The Sonoma County Department of Health Services collaborates with Panaptic, an organization with a website that says, “marijuana prevention is more urgent now than ever before.” On its website Panaptic says: “Imagine growing up in a state where there are twice as many retail marijuana stores and dispensaries as Starbucks and McDonalds.”

Panaptic’s co-founder, Sarah Ferraro Cunningham, 43, lives in Petaluma and has a Psy.D. in psychology. She’s old enough to remember the ad that went viral that showed a man who fried an egg in a hot skillet and said, “This is your brain on drugs.” A member of the new generation of psychologists, she doesn’t demonize. “If you tell students ‘Just Say No,’ they will clam up and you won’t connect to them,” she tells me.

Cunningham tells me that she smoked marijuana in college, that her grades dropped and that when she “cut down dramatically” her grades went up. Panaptic—the name means “view from above”—offers consultations, online courses and workshops, all of them focused on marijuana, with teens, parents, families, teachers and schools.

“We emphasize neuroscience,” Cunningham says. “We can’t honestly say that marijuana causes anxiety, but we can say that it’s more likely to cause it with those who do use marijuana.” Local therapists say there’s more anxiety now than ever before and that it’s not caused by cannabis, but by the pandemic, fears of global warming and economic hardship.

Some studies conclude that cannabis damages teen brains, though none of them offer conclusive proof of harm to the prefrontal cortex, which orchestrates thoughts, actions and goals. None of the teens I interviewed showed a lack of core cognitive skills. I observed them navigating the internet. They made omelets over hot stoves and didn’t burn themselves or wreck skillets. They read books, wrote book reports for school and received top grades. They understood the questions I posed and had no difficulty conversing with me, recalling events from years ago as well as from the previous day.

I ask Cunningham what success in her line of work would look like. “It would mean getting teen wheels turning,” she says. She adds, “I’m reluctant to say success would also mean teens not using marijuana.” Indeed, that would doom Panaptic to failure.

Who Will Stop the Reign?   

Thirteen-year old Jack Black Jr. (not his real name) smokes once a week. His father rolls his joints. Last year, he grew his first commercial crop, though he has been helping his father cultivate since he was eight. Not long ago, he witnessed armed police officers storm his house, arrest his father, handcuff him and take him away in a squad car. That’s drug education! Arrests won’t stop Jack Black Jr. from planting seeds and harvesting weed, and they won’t stop the reign of drugs, either.
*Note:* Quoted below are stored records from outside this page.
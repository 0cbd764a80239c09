use ordinalizer::Ordinal;
use strum::EnumCount;

use fulltime::factorial::Factorial;
use fulltime::linear::Matrix;
use fulltime::poisson;
use fulltime::probs::SliceExt;

use crate::domain::{MatchOutcome, OutcomeType, Score, Side};
use crate::strength::ExpectedGoals;

/// Adjustment applied to the independent Poisson product.
#[derive(Clone, Copy, Debug, PartialEq)]
pub enum Correction {
    None,
    /// Dixon-Coles low-score correction with correlation parameter `ρ`.
    DixonColes { rho: f64 },
}

/// Multiplier applied to the `(home_goals, away_goals)` cell under the Dixon-Coles correction.
/// Only the four low-score cells are affected; every other cell has a factor of `1`.
#[inline]
pub fn dixon_coles_factor(home_goals: usize, away_goals: usize, home_rate: f64, away_rate: f64, rho: f64) -> f64 {
    match (home_goals, away_goals) {
        (0, 0) => 1.0 - home_rate * away_rate * rho,
        (0, 1) => 1.0 + home_rate * rho,
        (1, 0) => 1.0 + away_rate * rho,
        (1, 1) => 1.0 - rho,
        _ => 1.0,
    }
}

/// Running sums of the raw (unnormalised) grid mass falling into each market.
#[derive(Clone, Debug, PartialEq)]
pub struct MarketSums {
    pub outcomes: [f64; MatchOutcome::COUNT],
    pub both_score: f64,
    /// One entry per over line, in the same order as [`ScoreDistribution::over_lines`].
    pub over: Vec<f64>,
    pub total: f64,
}
impl MarketSums {
    fn new(lines: usize) -> Self {
        Self {
            outcomes: [0.0; MatchOutcome::COUNT],
            both_score: 0.0,
            over: vec![0.0; lines],
            total: 0.0,
        }
    }
}

/// The joint distribution of goals over a bounded `(max_goals + 1)²` grid. The grid is not
/// normalised: truncation and the Dixon-Coles correction both leave its mass slightly off `1`.
#[derive(Clone, Debug)]
pub struct ScoreDistribution {
    pub scoregrid: Matrix<f64>,
    pub sums: MarketSums,
    pub over_lines: Vec<u8>,
}
impl ScoreDistribution {
    /// Populates the grid and accumulates the market sums in a single pass. Corrected cells are
    /// floored at zero.
    pub fn build(
        expected: &ExpectedGoals,
        correction: Correction,
        max_goals: u8,
        over_lines: &[u8],
        factorial: &impl Factorial,
    ) -> Self {
        let dim = max_goals as usize + 1;
        let home_probs = marginal(expected.home, dim, factorial);
        let away_probs = marginal(expected.away, dim, factorial);

        let mut scoregrid = Matrix::allocate(dim, dim);
        let mut sums = MarketSums::new(over_lines.len());
        for (home_goals, &home_prob) in home_probs.iter().enumerate() {
            for (away_goals, &away_prob) in away_probs.iter().enumerate() {
                let mut prob = home_prob * away_prob;
                if let Correction::DixonColes { rho } = correction {
                    let factor = dixon_coles_factor(home_goals, away_goals, expected.home, expected.away, rho);
                    prob = f64::max(0.0, prob * factor);
                }
                scoregrid[(home_goals, away_goals)] = prob;

                let score = Score::new(home_goals as u8, away_goals as u8);
                sums.outcomes[score.outcome().ordinal()] += prob;
                if score.both_scored() {
                    sums.both_score += prob;
                }
                for (index, &line) in over_lines.iter().enumerate() {
                    if score.total() > line as u16 {
                        sums.over[index] += prob;
                    }
                }
                sums.total += prob;
            }
        }

        Self {
            scoregrid,
            sums,
            over_lines: over_lines.to_vec(),
        }
    }

    pub fn max_goals(&self) -> u8 {
        (self.scoregrid.rows() - 1) as u8
    }

    /// A copy of the grid scaled to unit mass.
    pub fn normalised(&self) -> Matrix<f64> {
        let mut scoregrid = self.scoregrid.clone();
        scoregrid.flatten_mut().normalise(1.0);
        scoregrid
    }
}

fn marginal(rate: f64, dim: usize, factorial: &impl Factorial) -> Vec<f64> {
    (0..dim)
        .map(|goals| poisson::univariate(goals as i32, rate, factorial))
        .collect()
}

pub fn from_univariate_poisson(home_rate: f64, away_rate: f64, scoregrid: &mut Matrix<f64>, factorial: &impl Factorial) {
    for home_goals in 0..scoregrid.rows() {
        for away_goals in 0..scoregrid.cols() {
            let home_prob = poisson::univariate(home_goals as i32, home_rate, factorial);
            let away_prob = poisson::univariate(away_goals as i32, away_rate, factorial);
            scoregrid[(home_goals, away_goals)] = home_prob * away_prob;
        }
    }
}

/// Applies the Dixon-Coles correction in place to a grid populated by
/// [`from_univariate_poisson`].
pub fn correct_dixon_coles(home_rate: f64, away_rate: f64, rho: f64, scoregrid: &mut Matrix<f64>) {
    for home_goals in 0..usize::min(2, scoregrid.rows()) {
        for away_goals in 0..usize::min(2, scoregrid.cols()) {
            let factor = dixon_coles_factor(home_goals, away_goals, home_rate, away_rate, rho);
            let cell = &mut scoregrid[(home_goals, away_goals)];
            *cell = f64::max(0.0, *cell * factor);
        }
    }
}

pub fn home_away_expectations(scoregrid: &Matrix<f64>) -> (f64, f64) {
    let (mut home_expectation, mut away_expectation) = (0.0, 0.0);

    for home_goals in 0..scoregrid.rows() {
        for away_goals in 0..scoregrid.cols() {
            let prob = scoregrid[(home_goals, away_goals)];
            home_expectation += home_goals as f64 * prob;
            away_expectation += away_goals as f64 * prob;
        }
    }

    (home_expectation, away_expectation)
}

/// The `n` most probable scorelines, in descending order of probability.
pub fn top_scores(scoregrid: &Matrix<f64>, n: usize) -> Vec<(Score, f64)> {
    let mut scores = scoregrid
        .cells()
        .map(|((home_goals, away_goals), &prob)| (Score::new(home_goals as u8, away_goals as u8), prob))
        .collect::<Vec<_>>();
    scores.sort_by(|(_, a), (_, b)| b.total_cmp(a));
    scores.truncate(n);
    scores
}

impl OutcomeType {
    pub fn gather(&self, scoregrid: &Matrix<f64>) -> f64 {
        match self {
            OutcomeType::Win(side) => Self::gather_win(side, scoregrid),
            OutcomeType::Draw => Self::gather_draw(scoregrid),
            OutcomeType::BothScore => Self::gather_both_score(scoregrid),
            OutcomeType::NotBothScore => scoregrid.flatten().sum() - Self::gather_both_score(scoregrid),
            OutcomeType::Under(goals) => Self::gather_goals_under(*goals, scoregrid),
            OutcomeType::Over(goals) => Self::gather_goals_over(*goals, scoregrid),
            OutcomeType::Score(score) => Self::gather_correct_score(score, scoregrid),
        }
    }

    fn gather_win(side: &Side, scoregrid: &Matrix<f64>) -> f64 {
        let mut prob = 0.0;
        match side {
            Side::Home => {
                for row in 1..scoregrid.rows() {
                    for col in 0..usize::min(row, scoregrid.cols()) {
                        prob += scoregrid[(row, col)];
                    }
                }
            }
            Side::Away => {
                for col in 1..scoregrid.cols() {
                    for row in 0..usize::min(col, scoregrid.rows()) {
                        prob += scoregrid[(row, col)];
                    }
                }
            }
        }
        prob
    }

    fn gather_draw(scoregrid: &Matrix<f64>) -> f64 {
        let mut prob = 0.0;
        for index in 0..usize::min(scoregrid.rows(), scoregrid.cols()) {
            prob += scoregrid[(index, index)];
        }
        prob
    }

    fn gather_both_score(scoregrid: &Matrix<f64>) -> f64 {
        let mut prob = 0.0;
        for row in 1..scoregrid.rows() {
            for col in 1..scoregrid.cols() {
                prob += scoregrid[(row, col)];
            }
        }
        prob
    }

    fn gather_goals_over(goals: u8, scoregrid: &Matrix<f64>) -> f64 {
        let goals = goals as usize;
        let mut prob = 0.0;
        for row in 0..scoregrid.rows() {
            for col in 0..scoregrid.cols() {
                if row + col > goals {
                    prob += scoregrid[(row, col)];
                }
            }
        }
        prob
    }

    fn gather_goals_under(goals: u8, scoregrid: &Matrix<f64>) -> f64 {
        let goals = goals as usize;
        let mut prob = 0.0;
        for row in 0..scoregrid.rows() {
            for col in 0..scoregrid.cols() {
                if row + col < goals {
                    prob += scoregrid[(row, col)];
                }
            }
        }
        prob
    }

    fn gather_correct_score(score: &Score, scoregrid: &Matrix<f64>) -> f64 {
        if (score.home as usize) < scoregrid.rows() && (score.away as usize) < scoregrid.cols() {
            scoregrid[(score.home as usize, score.away as usize)]
        } else {
            0.0
        }
    }
}

#[cfg(test)]
mod tests;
Indeed, the war against drugs does more harm than the drugs themselves. That has been the position taken by former police officers who founded Law Enforcement Against Prohibition (LEAP), an organization that recently morphed into Law Enforcement Action Partnership, that wants to end the war on drugs.
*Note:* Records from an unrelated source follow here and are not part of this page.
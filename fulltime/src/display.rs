use std::fmt::{Display, Formatter};

/// Renders a probability as a percentage with one decimal place, e.g. `48.3%`. Values are clamped
/// into `[0, 1]`; non-finite values render as `0.0%`.
#[derive(Debug, Clone, Copy, PartialEq)]
pub struct Percent(pub f64);

impl Display for Percent {
    fn fmt(&self, f: &mut Formatter<'_>) -> std::fmt::Result {
        let value = if self.0.is_finite() { self.0.clamp(0.0, 1.0) } else { 0.0 };
        write!(f, "{:.1}%", value * 100.0)
    }
}

/// Renders a real with two decimal places; non-finite values render as `0.00`.
#[derive(Debug, Clone, Copy, PartialEq)]
pub struct Decimal(pub f64);

impl Display for Decimal {
    fn fmt(&self, f: &mut Formatter<'_>) -> std::fmt::Result {
        let value = if self.0.is_finite() { self.0 } else { 0.0 };
        write!(f, "{value:.2}")
    }
}

/// Renders a signed integer with an explicit `+` for positive values, as used for goal
/// differences.
#[derive(Debug, Clone, Copy, PartialEq)]
pub struct Signed(pub i64);

impl Display for Signed {
    fn fmt(&self, f: &mut Formatter<'_>) -> std::fmt::Result {
        if self.0 >= 0 {
            write!(f, "+{}", self.0)
        } else {
            write!(f, "{}", self.0)
        }
    }
}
“Growing weed is hard work,” Jack Black Jr. tells me. “You have to give the plants lots of sun, water and compost tea.” What does he see in his future? “I want to grow up and be a marijuana farmer and also have a real job, maybe at a fast-food place,” he says.
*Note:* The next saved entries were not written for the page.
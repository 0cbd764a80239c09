//! Boundary parsing of upstream league data. Upstream records are loosely typed: numeric fields
//! may arrive as numbers, as strings (possibly with a comma decimal separator), as `null`, or not
//! at all. Everything is coerced here, once, so that the engine only ever sees well-formed
//! [`TeamSeasonStats`].

use std::collections::BTreeMap;
use std::fs::File;
use std::io::BufReader;
use std::path::Path;

use serde::{Deserialize, Serialize};
use serde_json::Value;
use thiserror::Error;
use tracing::debug;

use crate::domain::{League, LookupError, TeamSeasonStats, VenueRecord};

#[derive(Debug, Error)]
pub enum DataError {
    #[error("I/O error: {0}")]
    Io(#[from] std::io::Error),

    #[error("malformed league data: {0}")]
    Json(#[from] serde_json::Error),
}

/// Permissive numeric coercion. Numbers pass through; strings are trimmed and have commas
/// normalised to dots before parsing. Anything negative, non-finite or unparseable becomes `0`.
pub fn coerce(value: &Value) -> f64 {
    let number = match value {
        Value::Number(number) => number.as_f64().unwrap_or(0.0),
        Value::String(string) => string.trim().replace(',', ".").parse::<f64>().unwrap_or(0.0),
        Value::Bool(true) => 1.0,
        _ => 0.0,
    };
    if number.is_finite() && number >= 0.0 {
        number
    } else {
        0.0
    }
}

/// A team record as published upstream.
#[derive(Debug, Default, Deserialize)]
#[serde(rename_all = "camelCase", default)]
pub struct RawTeam {
    pub name: Value,
    pub rank: Value,
    pub goals_for: Value,
    pub goals_against: Value,
    pub games_played: Value,
    pub wins: Value,
    pub ties: Value,
    pub losses: Value,
    pub points: Value,
    pub goals_for_home: Value,
    pub goals_for_away: Value,
    pub goals_against_home: Value,
    pub goals_against_away: Value,
    pub games_played_home: Value,
    pub games_played_away: Value,
    pub wins_home: Value,
    pub wins_away: Value,
    pub logo_url: Value,
}
impl RawTeam {
    /// Normalises the record. Yields `None` for a record without a usable name. Missing points are
    /// reconstructed as `3·wins + ties`.
    pub fn normalise(&self) -> Option<TeamSeasonStats> {
        let name = match &self.name {
            Value::String(name) if !name.trim().is_empty() => name.trim().to_string(),
            Value::Number(number) => number.to_string(),
            _ => return None,
        };
        let wins = coerce(&self.wins);
        let draws = coerce(&self.ties);
        let points = match coerce(&self.points) {
            points if points > 0.0 => points,
            _ => 3.0 * wins + draws,
        };
        let logo_url = match &self.logo_url {
            Value::String(url) if !url.trim().is_empty() => Some(url.trim().to_string()),
            _ => None,
        };
        Some(TeamSeasonStats {
            name,
            rank: coerce(&self.rank),
            logo_url,
            games: coerce(&self.games_played),
            wins,
            draws,
            losses: coerce(&self.losses),
            points,
            goals_for: coerce(&self.goals_for),
            goals_against: coerce(&self.goals_against),
            home: VenueRecord {
                games: coerce(&self.games_played_home),
                wins: coerce(&self.wins_home),
                goals_for: coerce(&self.goals_for_home),
                goals_against: coerce(&self.goals_against_home),
            },
            away: VenueRecord {
                games: coerce(&self.games_played_away),
                wins: coerce(&self.wins_away),
                goals_for: coerce(&self.goals_for_away),
                goals_against: coerce(&self.goals_against_away),
            },
        })
    }
}

/// An upcoming fixture, carried through for display.
#[derive(Clone, Debug, Default, PartialEq, Serialize, Deserialize)]
#[serde(default)]
pub struct Fixture {
    #[serde(alias = "liga")]
    pub league: String,
    #[serde(alias = "local")]
    pub home: String,
    #[serde(alias = "visitante")]
    pub away: String,
    #[serde(alias = "hora")]
    pub kickoff: Option<String>,
    #[serde(alias = "estadio")]
    pub venue: Option<String>,
}

#[derive(Debug, Default, Deserialize)]
#[serde(default)]
struct LeagueFile {
    #[serde(alias = "ligas")]
    leagues: BTreeMap<String, Vec<Value>>,
    #[serde(alias = "partidosFuturos")]
    fixtures: Vec<Fixture>,
}

/// Every league loaded from one source, keyed by league code.
#[derive(Debug, Default)]
pub struct DataSet {
    pub leagues: BTreeMap<String, League>,
    pub fixtures: Vec<Fixture>,
}
impl DataSet {
    pub fn read_json_file(path: impl AsRef<Path>) -> Result<Self, DataError> {
        let reader = BufReader::new(File::open(path)?);
        let file: LeagueFile = serde_json::from_reader(reader)?;
        Ok(Self::from_file(file))
    }

    pub fn from_json_str(json: &str) -> Result<Self, DataError> {
        let file: LeagueFile = serde_json::from_str(json)?;
        Ok(Self::from_file(file))
    }

    pub fn league(&self, code: &str) -> Result<&League, LookupError> {
        self.leagues
            .get(code.trim())
            .ok_or_else(|| LookupError::League(code.to_string()))
    }

    fn from_file(file: LeagueFile) -> Self {
        let mut leagues = BTreeMap::new();
        for (code, records) in file.leagues {
            let record_count = records.len();
            let teams = records
                .into_iter()
                .filter_map(|record| serde_json::from_value::<RawTeam>(record).ok())
                .filter_map(|raw| raw.normalise())
                .collect::<Vec<_>>();
            debug!("league {code}: kept {} of {record_count} records", teams.len());
            if !teams.is_empty() {
                leagues.insert(code.clone(), League::new(code, teams));
            }
        }
        Self {
            leagues,
            fixtures: file.fixtures,
        }
    }
}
Colin, a 19-year-old, longtime cannabis user, has been in therapy for eight years. “I’m introverted,” he tells me. “Therapy has helped with insecurities.” When a peer pressured him to do drugs, he exclaimed, “Fuck off.” He adds, “I’m glad I gave up dab pens. They were ruining my life.”

If you’re concerned about a son or daughter smoking weed then sit down, listen and try not to be judgmental. You could learn something, even if you smoked dope in the ’60s. After all, it’s a brave new cannabis world out there. “Just Say No” has never worked. It doesn’t work now. Too often teens are demonized by adults. The ills of society ought not to be tied to teens. They didn’t create the society into which they were born. They inherited it.

Jonah Raskin is the author of “Marijuanaland: Dispatches from an American War.”